Sandra Horning, senior vice president and global head of clinical development for hematology/oncology at Genentech and a member of the panel, said it will be up to FDA to determine the criteria. “(M)y assumption is that we will want to be judicious about these early candidates for breakthrough and be sure that they really do meet the threshold that we’ve outlined and fit into the categories and so forth,” she added.

Horning said not only will these drugs have to show substantial levels of efficacy but those levels will need to be observed early, with those cases likely based on a strong understanding of the science and mechanism of action in molecularly defined subsets, which could aid in selecting candidates for breakthrough designation.

Temple said FDA and sponsors will need to think about how effects seen in small populations could make a convincing case for utilizing the pathway.

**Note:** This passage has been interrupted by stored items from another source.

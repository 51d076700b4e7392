//! CLI integration tests for emitter-rs

use assert_cmd::Command;
use predicates::prelude::*;
use std::fs;
use std::path::PathBuf;
use tempfile::TempDir;

fn emitter_rs() -> Command {
    Command::cargo_bin("emitter-rs").unwrap()
}

fn bundled(name: &str) -> PathBuf {
    PathBuf::from(env!("CARGO_MANIFEST_DIR"))
        .join("scenarios")
        .join(name)
}

#[test]
fn simulate_bundled_yaml() {
    emitter_rs()
        .args(["simulate", "--steps", "20"])
        .arg(bundled("fountain.yaml"))
        .assert()
        .success()
        .stdout(predicate::str::contains("Simulation Summary"))
        .stdout(predicate::str::contains("Total emitted"));
}

#[test]
fn simulate_json_output() {
    let output = emitter_rs()
        .args(["simulate", "--steps", "3", "--json"])
        .arg(bundled("sand_burst.json"))
        .output()
        .unwrap();
    assert!(output.status.success());

    let summary: serde_json::Value = serde_json::from_slice(&output.stdout).unwrap();
    assert_eq!(summary["steps"], 3);
    assert!(summary["emitter"]["total_emitted"].as_u64().unwrap() > 0);
}

#[test]
fn simulate_single_slot_scenario() {
    let dir = TempDir::new().unwrap();
    let path = dir.path().join("single.yaml");
    fs::write(
        &path,
        "solver:\n  fixed_step: 1.0\n  gravity: [0.0, 0.0, 0.0]\nemitter:\n  capacity: 1\n  speed: 0.1\n  lifespan: 2.0\n",
    )
    .unwrap();

    let output = emitter_rs()
        .args(["simulate", "--steps", "3", "--json"])
        .arg(&path)
        .output()
        .unwrap();
    assert!(output.status.success());

    let summary: serde_json::Value = serde_json::from_slice(&output.stdout).unwrap();
    assert_eq!(summary["emitter"]["total_emitted"], 2);
    assert_eq!(summary["emitter"]["total_killed"], 1);
    assert_eq!(summary["emitter"]["total_refused"], 1);
    assert_eq!(summary["emitter"]["active"], 1);
}

#[test]
fn inspect_reports_both_modes() {
    emitter_rs()
        .arg("inspect")
        .arg(bundled("sand_burst.json"))
        .assert()
        .success()
        .stdout(predicate::str::contains("Mode2D"))
        .stdout(predicate::str::contains("Mode3D"))
        .stdout(predicate::str::contains("granular"));
}

#[test]
fn unsupported_extension_fails() {
    let dir = TempDir::new().unwrap();
    let path = dir.path().join("scenario.toml");
    fs::write(&path, "").unwrap();

    emitter_rs()
        .arg("simulate")
        .arg(&path)
        .assert()
        .failure()
        .stderr(predicate::str::contains("Unsupported scenario format"));
}

#[test]
fn oversized_emitter_fails() {
    let dir = TempDir::new().unwrap();
    let path = dir.path().join("big.json");
    fs::write(&path, r#"{"solver_capacity": 4, "emitter": {"capacity": 8}}"#).unwrap();

    emitter_rs()
        .arg("simulate")
        .arg(&path)
        .assert()
        .failure()
        .stderr(predicate::str::contains("exceeds solver capacity"));
}

#[test]
fn completions_generate() {
    emitter_rs()
        .args(["completions", "bash"])
        .assert()
        .success()
        .stdout(predicate::str::contains("emitter-rs"));
}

Further, he said drugs that show a major improvement in quality of life or fewer side effects compared to other therapies could be a basis for a breakthrough designation, along with drugs that show more durable responses or a drug that works in sub-populations.

Temple said he expects many of the designations could come from therapies that show a response rate for populations that have been unresponsive to other treatments.

“It is very tempting because you expect the response rate to standard therapy to be essentially zero,” Temple said. “Even a relative modest effect size is pretty convincing that you’ve got something special so I think a lot of them are going to be for that.”

Richard Pazdur, director of the Office of Hematology and Oncology Products at FDA, warned that there also needs to be an understanding that some breakthrough therapy designations could be revoked if the initial results are not borne out in further clinical experiences.

Temple noted that a similar process exists for fast track designation and said that process could apply for breakthrough therapies too. Further, he said while the safety database may be reduced for breakthrough drugs, sponsors will be expected to conduct trials where safety issues could be detected and FDA also plans to utilize registries or other surveillance tools to watch for adverse events.